Here's the page I found that describes adding the ability to run a command on msys launch:
http://osdir.com/ml/gnu.mingw.announce/2006-04/msg00023.htmlThe solution is around the middle of the page, and involves adding a bunch of lines to the msys.bat file, and appending "%COMMAND%" at the end of the line that begins with "start rxvt". Once that's done, you can issue a command for msys to execute when launching the shell. Such as, "msys make".
The thing is, their solution didn't allow me to pass multiple msys commands through the interface. (The accompanying text makes it look like it should handle it, but it didn't work for me). In any case, it led to another option that's a bit simpler if all you want to do is batch msys operations from SE. And multiple commands work fine here.
Make a copy of the original msys.bat, and rename it to something appropriate for the actual task you want to perform.
Find the line that begins with "start rxvt...".
Append the commands you want to execute directly into batch file, at the end of this line. Add "-c", and put your commands in double quotes thereafter. Separate multiple commands with ';'. If you want the shell window to stay open, append ";sh" to that. Without it, the commands will execute and the shell will close.
The line will look something like this:
start rxvt -backspacekey -sl 2500 -fg %FGCOLOR% -bg %BGCOLOR% -sr -fn Courier-12 -tn msys -geometry 80x25 -e /bin/sh --login -i -c "./configure;make;make install;sh"

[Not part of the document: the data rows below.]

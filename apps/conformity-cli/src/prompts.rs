//! Dialoguer-backed implementation of the migration prompt seam.

use conformity_migration::Prompter;
use dialoguer::{Confirm, Input, Password, Select};

/// Interactive prompter for terminal sessions.  Every method degrades to
/// the safe answer (no / empty) if the terminal goes away mid-prompt.
#[derive(Debug, Default)]
pub struct ConsolePrompter;

impl Prompter for ConsolePrompter {
    fn confirm(&self, message: &str) -> bool {
        Confirm::new()
            .with_prompt(message)
            .default(false)
            .interact()
            .unwrap_or(false)
    }

    fn input(&self, message: &str) -> String {
        Input::<String>::new()
            .with_prompt(message)
            .interact_text()
            .unwrap_or_default()
    }

    fn secret(&self, message: &str) -> String {
        Password::new()
            .with_prompt(message)
            .interact()
            .unwrap_or_default()
    }

    fn acknowledge(&self, message: &str) {
        println!("{message}");
        loop {
            let choice = Select::new()
                .with_prompt("Continue when done")
                .items(&["Done", "Not yet"])
                .default(0)
                .interact();
            match choice {
                Ok(0) | Err(_) => return,
                _ => continue,
            }
        }
    }
}

/// Pick one item from a fixed list, returning it as an owned string.
pub fn select_one(message: &str, items: &[&str]) -> String {
    let index = Select::new()
        .with_prompt(message)
        .items(items)
        .default(0)
        .interact()
        .unwrap_or(0);
    items[index].to_string()
}
//! User reconciliation across deployments.
//!
//! Users are paired by email.  Missing ones can be invited through the API
//! (copying role and account access list) or handled manually; either way
//! they must exist before communication settings are migrated, or their
//! notification subscriptions are lost.

use std::collections::HashMap;

use conformity_api::models::User;
use serde_json::Value;
use tracing::{info, warn};

use crate::categories::MigrationContext;
use crate::error::MigrationResult;
use crate::reconcile::missing_from_target;

/// Ensure every source user has a counterpart on the target.  Returns the
/// refreshed target user list so recipient resolution sees the invitees.
pub async fn sync_users(
    ctx: &MigrationContext<'_>,
    source_users: &[User],
    target_users: &[User],
) -> MigrationResult<Vec<User>> {
    let missing = missing_from_target(source_users, target_users);
    if missing.is_empty() {
        return Ok(target_users.to_vec());
    }

    info!("Users missing from the target organisation:");
    for user in &missing {
        info!(
            "  {} {}; Email={}, Role={}",
            user.first_name, user.last_name, user.email, user.role
        );
    }

    if ctx
        .prompter
        .confirm("Invite the missing users into the target organisation now?")
    {
        invite_users(ctx, &missing).await?;
    } else {
        ctx.prompter.acknowledge(
            "Invite the listed users to the target organisation manually. \
             They must exist before communication settings are migrated.",
        );
    }

    ctx.target.get_all_users().await.map_err(Into::into)
}

async fn invite_users(ctx: &MigrationContext<'_>, missing: &[User]) -> MigrationResult<()> {
    // Invitations need the raw resource for the account access list.
    let raw_users = ctx.source.list_all_users().await?;
    let by_id: HashMap<&str, &Value> = raw_users
        .iter()
        .filter_map(|u| u.get("id").and_then(Value::as_str).map(|id| (id, u)))
        .collect();

    for user in missing {
        match by_id.get(user.user_id.as_str()) {
            Some(resource) => {
                info!(email = %user.email, "Inviting user");
                ctx.target.invite_user(resource).await?;
            }
            None => warn!(email = %user.email, "Source user resource vanished, skipping invite"),
        }
    }
    Ok(())
}
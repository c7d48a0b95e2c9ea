//! Interactive creation of the configuration file.

use std::path::PathBuf;

use clap::Args;
use dialoguer::Password;

use crate::config::{
    AppConfig, EndpointConfig, MigrationTuning, CLOUD_ONE_REGIONS, LEGACY_REGIONS,
};
use crate::error::CliResult;
use crate::output::{print_key_value, print_success};
use crate::prompts::select_one;

/// Arguments for the configure command
#[derive(Args)]
pub struct ConfigureArgs {
    /// Where to write the configuration file
    #[arg(long, value_name = "FILE", default_value = "conformity-migration.yml")]
    pub config: PathBuf,
}

pub fn execute(args: ConfigureArgs) -> CliResult<()> {
    let legacy = prompt_endpoint("legacy Conformity", LEGACY_REGIONS);
    let cloud_one = prompt_endpoint("Cloud One Conformity", CLOUD_ONE_REGIONS);

    let config = AppConfig {
        legacy,
        cloud_one,
        migration: MigrationTuning::default(),
    };
    config.save(&args.config)?;

    print_success(&format!(
        "Configuration written to {}",
        args.config.display()
    ));
    print_key_value("Legacy endpoint", &config.legacy_base_url());
    print_key_value("Cloud One endpoint", &config.cloud_one_base_url());
    Ok(())
}

fn prompt_endpoint(label: &str, regions: &[&str]) -> EndpointConfig {
    let region = select_one(&format!("Region of the {label} deployment"), regions);
    let api_key = Password::new()
        .with_prompt(format!("API key for the {label} deployment"))
        .interact()
        .unwrap_or_default();
    EndpointConfig {
        region,
        api_key,
        content_type: None,
    }
}
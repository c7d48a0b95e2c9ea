//! Account pairing, onboarding and per-account configuration migration.

use std::collections::HashMap;

use conformity_api::models::Account;
use conformity_api::models::AccountDetails;
use serde_json::Value;
use tracing::{info, warn};

use crate::categories::checks::copy_suppressed_checks;
use crate::categories::communication::migrate_communication_settings;
use crate::categories::report_configs::{migrate_report_configs, ReportScope};
use crate::categories::MigrationContext;
use crate::confirm::Prompter;
use crate::error::{MigrationError, MigrationResult};
use crate::notes::consolidate_notes;
use crate::poller::wait_for_bot_scan;
use crate::recipients::RecipientResolver;

/// A source account and its counterpart on the target.
#[derive(Debug, Clone)]
pub struct AccountPairing {
    pub source_acct_id: String,
    pub target_acct_id: String,
}

/// Pair every source account with a target account by provider identity
/// (AWS account number / Azure subscription id), onboarding the missing
/// ones.  An existing account is only included after the operator confirms
/// the overwrite; unsupported cloud types are reported and skipped.
pub async fn pair_accounts(ctx: &MigrationContext<'_>) -> MigrationResult<Vec<AccountPairing>> {
    let source_accounts = ctx.source.list_accounts().await?;
    let target_accounts = ctx.target.list_accounts().await?;

    let mut pairings = Vec::new();
    for account in &source_accounts {
        if !matches!(account.cloud_type.as_str(), "aws" | "azure") {
            warn!(
                cloud_type = %account.cloud_type,
                account = %account.name,
                "Cloud type not supported yet, skipping account"
            );
            continue;
        }

        let existing = target_accounts.iter().find(|t| {
            t.cloud_type == account.cloud_type
                && t.provider_identity().is_some()
                && t.provider_identity() == account.provider_identity()
        });

        let target_acct_id = match existing {
            Some(existing) => {
                info!(
                    account = %account.name,
                    environment = %account.environment,
                    "Account already exists on the target"
                );
                let message = format!(
                    "Account {}{} already exists on the target. Migrate its configuration \
                     (existing settings will be overwritten)?",
                    account.name,
                    env_suffix(account)
                );
                if !ctx.prompter.confirm_sure(&message) {
                    continue;
                }
                existing.account_id.clone()
            }
            None => {
                info!(
                    account = %account.name,
                    environment = %account.environment,
                    cloud_type = %account.cloud_type,
                    "Onboarding account on the target"
                );
                match account.cloud_type.as_str() {
                    "aws" => onboard_aws_account(ctx, account).await?,
                    _ => onboard_azure_account(ctx, account).await?,
                }
            }
        };

        pairings.push(AccountPairing {
            source_acct_id: account.account_id.clone(),
            target_acct_id,
        });
    }

    Ok(pairings)
}

fn env_suffix(account: &Account) -> String {
    if account.environment.is_empty() {
        String::new()
    } else {
        format!(" ({})", account.environment)
    }
}

/// Onboard an AWS account.  The existing CloudConformity stack must be
/// re-pointed at the target organisation's external id first, which only
/// the operator can do, so the instructions block until confirmed.
async fn onboard_aws_account(
    ctx: &MigrationContext<'_>,
    account: &Account,
) -> MigrationResult<String> {
    let new_external_id = ctx.target.get_organisation_external_id().await?;
    let access = ctx
        .source
        .get_account_access_configuration(&account.account_id)
        .await?;
    let role_arn = access
        .get("roleArn")
        .and_then(Value::as_str)
        .ok_or_else(|| {
            MigrationError::MissingData(format!("account '{}' has no role ARN", account.name))
        })?;
    let old_external_id = access
        .get("externalId")
        .and_then(Value::as_str)
        .unwrap_or_default();
    let aws_acct_num = account.provider_identity().unwrap_or_default();

    let instructions = format!(
        "Grant the target organisation access to AWS account {aws_acct_num}:\n\
         \x20   1. Sign in to the AWS console for account {aws_acct_num}\n\
         \x20   2. Go to CloudFormation and find the stack named CloudConformity\n\
         \x20   3. Click Update to edit the stack\n\
         \x20   4. Under Prepare Template, choose 'Use current template' and click Next\n\
         \x20   5. Under Parameters, change the ExternalID value:\n\
         \x20       Old value: {old_external_id}\n\
         \x20       New value: {new_external_id}"
    );
    wait_until_confirmed(ctx.prompter, &instructions);

    let created = ctx
        .target
        .add_aws_account(&account.name, &account.environment, role_arn, &new_external_id)
        .await?;
    created_account_id(&created, account)
}

/// Onboard an Azure subscription, reusing the directory id recorded on the
/// source's managed group.
async fn onboard_azure_account(
    ctx: &MigrationContext<'_>,
    account: &Account,
) -> MigrationResult<String> {
    let subscription_id = account.provider_identity().ok_or_else(|| {
        MigrationError::MissingData(format!("account '{}' has no subscription id", account.name))
    })?;
    let group_id = account.managed_group_id.as_deref().ok_or_else(|| {
        MigrationError::MissingData(format!("account '{}' has no managed group", account.name))
    })?;
    let group = ctx.source.get_group_details(group_id).await?;
    let directory_id = group
        .pointer("/attributes/cloud-data/azure/directoryId")
        .and_then(Value::as_str)
        .ok_or_else(|| {
            MigrationError::MissingData(format!(
                "managed group of account '{}' has no Azure directory id",
                account.name
            ))
        })?;

    let created = ctx
        .target
        .add_azure_subscription(
            &account.name,
            &account.environment,
            &subscription_id,
            directory_id,
        )
        .await?;
    created_account_id(&created, account)
}

fn created_account_id(created: &Value, account: &Account) -> MigrationResult<String> {
    created
        .get("id")
        .and_then(Value::as_str)
        .map(str::to_string)
        .ok_or_else(|| {
            MigrationError::MissingData(format!(
                "target returned no id when onboarding account '{}'",
                account.name
            ))
        })
}

fn wait_until_confirmed(prompter: &dyn Prompter, message: &str) {
    while !prompter.confirm(&format!("{message}\nDo you want to continue?")) {}
}

/// Copy one account's full configuration: tags, bot settings, rule settings
/// with their consolidated note history, communication settings, report
/// configs and suppressed checks.
pub async fn migrate_account_configuration(
    ctx: &MigrationContext<'_>,
    pairing: &AccountPairing,
    resolver: &RecipientResolver,
    source_user_names: &HashMap<String, String>,
    target_org_id: &str,
) -> MigrationResult<()> {
    let details = ctx.source.get_account_details(&pairing.source_acct_id).await?;
    info!(
        account = %details.account.name,
        environment = %details.account.environment,
        cloud_type = %details.account.cloud_type,
        "Migrating account configuration"
    );

    info!("Updating account tags");
    ctx.target
        .update_account(
            &pairing.target_acct_id,
            &details.account.name,
            &details.account.environment,
            &details.tags,
        )
        .await?;

    info!("Copying account bot settings");
    ctx.target
        .update_account_bot_settings(&pairing.target_acct_id, &details.bot_settings)
        .await?;

    info!("Copying account rule settings");
    copy_rule_settings(ctx, pairing, &details, source_user_names).await?;

    info!("Copying communication channel settings");
    migrate_communication_settings(
        ctx,
        resolver,
        Some(&pairing.source_acct_id),
        Some(&pairing.target_acct_id),
        target_org_id,
    )
    .await?;

    migrate_report_configs(
        ctx,
        ReportScope::Account {
            source_acct_id: &pairing.source_acct_id,
            target_acct_id: &pairing.target_acct_id,
        },
    )
    .await?;

    // A limit-one probe avoids walking the whole collection when there is
    // nothing to migrate.
    let probe = ctx
        .source
        .get_suppressed_checks(&pairing.source_acct_id, 1)
        .await?;
    if probe.is_empty() {
        info!("No suppressed check found to migrate");
        return Ok(());
    }

    info!("Waiting for the target bot scan to finish");
    wait_for_bot_scan(
        ctx.target,
        &pairing.target_acct_id,
        ctx.settings.bot_scan_interval,
    )
    .await?;

    info!("Copying suppressed checks");
    copy_suppressed_checks(ctx, pairing).await
}

async fn copy_rule_settings(
    ctx: &MigrationContext<'_>,
    pairing: &AccountPairing,
    details: &AccountDetails,
    source_user_names: &HashMap<String, String>,
) -> MigrationResult<()> {
    for rule in details.configured_rules() {
        info!(
            rule = %rule.id,
            enabled = rule.enabled,
            "Copying rule setting"
        );
        let rule_with_notes = ctx
            .source
            .get_account_rule_setting(&pairing.source_acct_id, &rule.id, true)
            .await?;
        let note = consolidate_notes(&rule_with_notes.notes, source_user_names);
        ctx.target
            .update_account_rule_setting(
                &pairing.target_acct_id,
                &rule.id,
                &rule_with_notes.setting,
                &note,
            )
            .await?;
    }
    Ok(())
}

Now if you edit your project properties, and change the build command line to the batch file that you created, it will build automatically from within SlickEdit. Depending upon your path settings, you may have trouble running the batch and/or msys finding its rxvt.exe component. What I did, was save my batch file in msys's directory, and tell SE to "Run from dir" from there.
The only remaining problem, is that while SE launches and complete the msys build process successfully now, it does not capture the output thereof. So I'm still not getting the benefits of linking build errors back to source code lines, and if anyone else can suggest a possible means to get past that one, I'd have a complete solution.